EXCERPTED DATA »

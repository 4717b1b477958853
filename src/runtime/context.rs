use std::collections::HashMap;
use std::sync::atomic::{AtomicUsize, Ordering};
use std::sync::{Arc, Mutex};

/// Reactive runtime shared by every cell created from it.
///
/// The runtime owns two pieces of state: a monotonic id allocator for cells
/// and subscriptions, and the evaluation stack used for dependency tracking.
/// While a selector's compute function runs, a frame for that selector sits on
/// the stack and every tracked read is recorded against the innermost frame.
/// Nested selector evaluations push nested frames, so an inner selector's
/// dependencies never leak onto the outer one.
///
/// Runtimes are explicit: cells are constructed from a runtime handle rather
/// than from ambient global state, so each test (or embedded consumer) can
/// hold a fully isolated instance.
///
/// # Examples
///
/// ```
/// use wirestore::{Runtime, Wire};
///
/// let rt = Runtime::new();
/// let wire = Wire::new(&rt, 42);
/// assert_eq!(wire.get(), 42);
/// ```
pub struct Runtime {
    next_id: AtomicUsize,
    eval: Mutex<Vec<Frame>>,
}

/// One in-progress selector evaluation.
pub(crate) struct Frame {
    owner: usize,
    deps: HashMap<usize, Dependency>,
}

impl Frame {
    pub(crate) fn into_deps(self) -> Vec<Dependency> {
        self.deps.into_values().collect()
    }
}

/// A recorded read: which cell, and the revision observed at read time.
#[derive(Clone)]
pub(crate) struct Dependency {
    pub(crate) handle: Arc<dyn Revalidate>,
    pub(crate) seen: u64,
}

/// Type-erased handle a selector keeps to each of its dependencies.
///
/// Wires answer with their stored revision; selectors first bring themselves
/// up to date (possibly recomputing) and then answer with their own revision.
pub(crate) trait Revalidate: Send + Sync {
    fn cell_id(&self) -> usize;
    fn latest_revision(&self) -> u64;
}

/// Panic payload used to unwind out of a cyclic selector evaluation.
///
/// Raised by the re-entrant read and caught at the outermost `Selector::get`
/// call, where it becomes `StoreError::CyclicDependency`. Never escapes the
/// crate.
pub(crate) struct CycleDetected {
    #[allow(dead_code)]
    pub(crate) cell: usize,
}

impl Runtime {
    /// Create a new isolated runtime.
    pub fn new() -> Arc<Self> {
        Arc::new(Runtime {
            next_id: AtomicUsize::new(0),
            eval: Mutex::new(Vec::new()),
        })
    }

    /// Allocate the next unique id for a cell or subscription.
    pub(crate) fn next_id(&self) -> usize {
        self.next_id.fetch_add(1, Ordering::SeqCst)
    }

    /// Whether a selector with this id is currently mid-evaluation.
    pub(crate) fn is_evaluating(&self, cell: usize) -> bool {
        self.eval
            .lock()
            .unwrap()
            .iter()
            .any(|frame| frame.owner == cell)
    }

    /// Number of evaluation frames currently on the stack.
    pub(crate) fn tracking_depth(&self) -> usize {
        self.eval.lock().unwrap().len()
    }

    /// Open a tracking frame for the given selector.
    pub(crate) fn push_frame(&self, owner: usize) {
        self.eval.lock().unwrap().push(Frame {
            owner,
            deps: HashMap::new(),
        });
    }

    /// Close the innermost tracking frame, yielding the dependencies it saw.
    pub(crate) fn pop_frame(&self) -> Frame {
        self.eval
            .lock()
            .unwrap()
            .pop()
            .expect("pop_frame without matching push_frame")
    }

    /// Record a tracked read against the innermost frame, if one is open.
    ///
    /// Re-reading the same cell within one evaluation keeps a single entry,
    /// updated to the most recently observed revision.
    pub(crate) fn record_read(&self, handle: Arc<dyn Revalidate>, seen: u64) {
        let mut eval = self.eval.lock().unwrap();
        if let Some(frame) = eval.last_mut() {
            frame
                .deps
                .insert(handle.cell_id(), Dependency { handle, seen });
        }
    }
}
use crate::error::StoreError;
use crate::runtime::{CycleDetected, Dependency, Revalidate, Runtime};
use std::panic::{catch_unwind, panic_any, resume_unwind, AssertUnwindSafe};
use std::sync::atomic::{AtomicU64, Ordering};
use std::sync::{Arc, RwLock};

/// A cell readable inside a selector evaluation.
///
/// Implemented by [`Wire`](crate::Wire) and [`Selector`]; user code reads
/// through [`Scope::get`], which records the dependency against the selector
/// currently evaluating.
pub trait Source<T> {
    /// Read the current value and record the read in the given scope.
    fn read_in(&self, scope: &Scope) -> T;
}

/// Evaluation scope handed to a selector's compute function.
///
/// All reads a compute function performs must go through [`Scope::get`]; that
/// is what records the dependency (and its revision) for later invalidation
/// checks. Reads outside the scope are untracked.
pub struct Scope {
    runtime: Arc<Runtime>,
}

impl Scope {
    pub(crate) fn new(runtime: &Arc<Runtime>) -> Self {
        Self {
            runtime: Arc::clone(runtime),
        }
    }

    /// Read a wire or selector, recording it as a dependency.
    pub fn get<T>(&self, source: &impl Source<T>) -> T {
        source.read_in(self)
    }

    pub(crate) fn runtime(&self) -> &Arc<Runtime> {
        &self.runtime
    }
}

/// A derived, memoized, read-only value.
///
/// Selectors recompute lazily: a [`get`](Selector::get) re-runs the compute
/// function only when no cached value exists yet or when some dependency's
/// revision has moved since it was last recorded. Each evaluation replaces
/// the previous dependency set, so conditional reads drop dependencies that
/// are no longer taken. A selector never owns its dependencies; it only
/// observes their revisions.
///
/// # Examples
///
/// ```
/// use wirestore::{Runtime, Selector, Wire};
///
/// let rt = Runtime::new();
/// let a = Wire::new(&rt, 5);
/// let b = Wire::new(&rt, 10);
/// let sum = Selector::new(&rt, {
///     let (a, b) = (a.clone(), b.clone());
///     move |scope| scope.get(&a) + scope.get(&b)
/// });
/// assert_eq!(sum.get().unwrap(), 15);
///
/// a.set(20);
/// assert_eq!(sum.get().unwrap(), 30);
/// ```
pub struct Selector<T> {
    inner: Arc<SelectorInner<T>>,
}

struct SelectorInner<T> {
    id: usize,
    runtime: Arc<Runtime>,
    compute: Box<dyn Fn(&Scope) -> T + Send + Sync>,
    revision: AtomicU64,
    cache: RwLock<Option<CacheEntry<T>>>,
}

struct CacheEntry<T> {
    value: T,
    deps: Vec<Dependency>,
}

impl<T: Clone + Send + Sync + 'static> Selector<T> {
    /// Create a new selector with the given compute function.
    pub fn new<F>(runtime: &Arc<Runtime>, compute: F) -> Self
    where
        F: Fn(&Scope) -> T + Send + Sync + 'static,
    {
        Self {
            inner: Arc::new(SelectorInner {
                id: runtime.next_id(),
                runtime: Arc::clone(runtime),
                compute: Box::new(compute),
                revision: AtomicU64::new(0),
                cache: RwLock::new(None),
            }),
        }
    }

    /// Get the current value, recomputing if any dependency changed.
    ///
    /// Fails with [`StoreError::CyclicDependency`] when the evaluation
    /// re-enters this selector, directly or through a chain of selectors.
    /// The error is deterministic: every read of a cyclic selector fails.
    pub fn get(&self) -> Result<T, StoreError> {
        if self.inner.runtime.tracking_depth() == 0 {
            // Outermost read: a cycle anywhere below unwinds to here.
            let inner = Arc::clone(&self.inner);
            match catch_unwind(AssertUnwindSafe(move || {
                inner.ensure_fresh();
                inner.current()
            })) {
                Ok(value) => Ok(value),
                Err(payload) => match payload.downcast::<CycleDetected>() {
                    Ok(_) => Err(StoreError::CyclicDependency),
                    Err(other) => resume_unwind(other),
                },
            }
        } else {
            self.inner.ensure_fresh();
            Ok(self.inner.current())
        }
    }

    /// The selector's unique id within its runtime.
    pub fn id(&self) -> usize {
        self.inner.id
    }
}

impl<T: Clone + Send + Sync + 'static> SelectorInner<T> {
    /// Recompute if stale. On return the cache holds a value whose recorded
    /// dependencies are all at their current revisions.
    fn ensure_fresh(&self) {
        if self.runtime.is_evaluating(self.id) {
            panic_any(CycleDetected { cell: self.id });
        }

        // Validate against a copy of the recorded dependencies; bringing a
        // selector dependency up to date may recurse and must not happen
        // under our own cache lock.
        let recorded: Option<Vec<Dependency>> = self
            .cache
            .read()
            .unwrap()
            .as_ref()
            .map(|entry| entry.deps.clone());
        if let Some(deps) = recorded {
            if deps
                .iter()
                .all(|dep| dep.handle.latest_revision() == dep.seen)
            {
                return;
            }
        }

        self.runtime.push_frame(self.id);
        let scope = Scope::new(&self.runtime);
        let result = catch_unwind(AssertUnwindSafe(|| (self.compute)(&scope)));
        let frame = self.runtime.pop_frame();

        match result {
            Ok(value) => {
                *self.cache.write().unwrap() = Some(CacheEntry {
                    value,
                    deps: frame.into_deps(),
                });
                self.revision.fetch_add(1, Ordering::SeqCst);
            }
            Err(payload) => resume_unwind(payload),
        }
    }

    fn current(&self) -> T {
        self.cache.read().unwrap().as_ref().unwrap().value.clone()
    }
}

impl<T> Clone for Selector<T> {
    fn clone(&self) -> Self {
        Self {
            inner: Arc::clone(&self.inner),
        }
    }
}

impl<T: Clone + Send + Sync + 'static> Revalidate for SelectorInner<T> {
    fn cell_id(&self) -> usize {
        self.id
    }

    fn latest_revision(&self) -> u64 {
        self.ensure_fresh();
        self.revision.load(Ordering::SeqCst)
    }
}

impl<T: Clone + Send + Sync + 'static> Source<T> for Selector<T> {
    fn read_in(&self, scope: &Scope) -> T {
        self.inner.ensure_fresh();
        let revision = self.inner.revision.load(Ordering::SeqCst);
        scope
            .runtime()
            .record_read(Arc::clone(&self.inner) as Arc<dyn Revalidate>, revision);
        self.inner.current()
    }
}

/// Create a new selector on the given runtime.
pub fn create_selector<T, F>(runtime: &Arc<Runtime>, compute: F) -> Selector<T>
where
    T: Clone + Send + Sync + 'static,
    F: Fn(&Scope) -> T + Send + Sync + 'static,
{
    Selector::new(runtime, compute)
}

#[cfg(test)]
mod tests {
    use super::*;
    use crate::wire::Wire;
    use std::sync::atomic::AtomicUsize;
    use std::sync::Mutex;

    #[test]
    fn selector_basic() {
        let rt = Runtime::new();
        let count = Wire::new(&rt, 5);
        let doubled = Selector::new(&rt, {
            let count = count.clone();
            move |scope| scope.get(&count) * 2
        });

        assert_eq!(doubled.get().unwrap(), 10);

        count.set(10);
        assert_eq!(doubled.get().unwrap(), 20);
    }

    #[test]
    fn unrelated_writes_do_not_recompute() {
        let rt = Runtime::new();
        let a = Wire::new(&rt, 1);
        let b = Wire::new(&rt, 2);
        let unrelated = Wire::new(&rt, 0);
        let computes = Arc::new(AtomicUsize::new(0));

        let sum = Selector::new(&rt, {
            let (a, b) = (a.clone(), b.clone());
            let computes = computes.clone();
            move |scope| {
                computes.fetch_add(1, Ordering::SeqCst);
                scope.get(&a) + scope.get(&b)
            }
        });

        assert_eq!(sum.get().unwrap(), 3);
        assert_eq!(sum.get().unwrap(), 3);
        assert_eq!(computes.load(Ordering::SeqCst), 1);

        unrelated.set(99);
        assert_eq!(sum.get().unwrap(), 3);
        assert_eq!(computes.load(Ordering::SeqCst), 1);

        a.set(5);
        assert_eq!(sum.get().unwrap(), 7);
        assert_eq!(computes.load(Ordering::SeqCst), 2);
    }

    #[test]
    fn nested_selectors_track_the_inner_identity() {
        let rt = Runtime::new();
        let input = Wire::new(&rt, 1);
        let outer_computes = Arc::new(AtomicUsize::new(0));

        let doubled = Selector::new(&rt, {
            let input = input.clone();
            move |scope| scope.get(&input) * 2
        });
        let quadrupled = Selector::new(&rt, {
            let doubled = doubled.clone();
            let outer_computes = outer_computes.clone();
            move |scope| {
                outer_computes.fetch_add(1, Ordering::SeqCst);
                scope.get(&doubled) * 2
            }
        });

        assert_eq!(quadrupled.get().unwrap(), 4);
        assert_eq!(outer_computes.load(Ordering::SeqCst), 1);

        input.set(5);
        assert_eq!(quadrupled.get().unwrap(), 20);
        assert_eq!(outer_computes.load(Ordering::SeqCst), 2);
    }

    #[test]
    fn conditional_reads_swap_dependencies() {
        let rt = Runtime::new();
        let flag = Wire::new(&rt, true);
        let left = Wire::new(&rt, 10);
        let right = Wire::new(&rt, 20);
        let computes = Arc::new(AtomicUsize::new(0));

        let picked = Selector::new(&rt, {
            let (flag, left, right) = (flag.clone(), left.clone(), right.clone());
            let computes = computes.clone();
            move |scope| {
                computes.fetch_add(1, Ordering::SeqCst);
                if scope.get(&flag) {
                    scope.get(&left)
                } else {
                    scope.get(&right)
                }
            }
        });

        assert_eq!(picked.get().unwrap(), 10);
        flag.set(false);
        assert_eq!(picked.get().unwrap(), 20);
        assert_eq!(computes.load(Ordering::SeqCst), 2);

        // `left` is no longer a dependency after the swap.
        left.set(11);
        assert_eq!(picked.get().unwrap(), 20);
        assert_eq!(computes.load(Ordering::SeqCst), 2);

        right.set(21);
        assert_eq!(picked.get().unwrap(), 21);
        assert_eq!(computes.load(Ordering::SeqCst), 3);
    }

    #[test]
    fn direct_cycle_fails_deterministically() {
        let rt = Runtime::new();
        let slot: Arc<Mutex<Option<Selector<i32>>>> = Arc::new(Mutex::new(None));

        let looped = Selector::new(&rt, {
            let slot = slot.clone();
            move |scope| {
                let me = slot.lock().unwrap().clone().unwrap();
                scope.get(&me)
            }
        });
        *slot.lock().unwrap() = Some(looped.clone());

        for _ in 0..3 {
            assert!(matches!(looped.get(), Err(StoreError::CyclicDependency)));
        }
    }

    #[test]
    fn transitive_cycle_fails() {
        let rt = Runtime::new();
        let slot: Arc<Mutex<Option<Selector<i32>>>> = Arc::new(Mutex::new(None));

        let first = Selector::new(&rt, {
            let slot = slot.clone();
            move |scope| {
                let other = slot.lock().unwrap().clone().unwrap();
                scope.get(&other) + 1
            }
        });
        let second = Selector::new(&rt, {
            let first = first.clone();
            move |scope| scope.get(&first) + 1
        });
        *slot.lock().unwrap() = Some(second.clone());

        assert!(matches!(first.get(), Err(StoreError::CyclicDependency)));
        assert!(matches!(second.get(), Err(StoreError::CyclicDependency)));
    }

    #[test]
    fn usable_after_cycle_error() {
        let rt = Runtime::new();
        let value = Wire::new(&rt, 7);
        let slot: Arc<Mutex<Option<Selector<i32>>>> = Arc::new(Mutex::new(None));

        let looped = Selector::new(&rt, {
            let slot = slot.clone();
            move |scope| {
                let me = slot.lock().unwrap().clone().unwrap();
                scope.get(&me)
            }
        });
        *slot.lock().unwrap() = Some(looped.clone());
        assert!(looped.get().is_err());

        // The evaluation stack is clean: unrelated selectors still work.
        let doubled = Selector::new(&rt, {
            let value = value.clone();
            move |scope| scope.get(&value) * 2
        });
        assert_eq!(doubled.get().unwrap(), 14);
    }
}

PROBLEM DETAILS » Every line from the data above that contains "CycleDetected" must appear in the answer.

WORKED SOLUTION »
pub(crate) struct CycleDetected {
use crate::runtime::{CycleDetected, Dependency, Revalidate, Runtime};
                Err(payload) => match payload.downcast::<CycleDetected>() {
            panic_any(CycleDetected { cell: self.id });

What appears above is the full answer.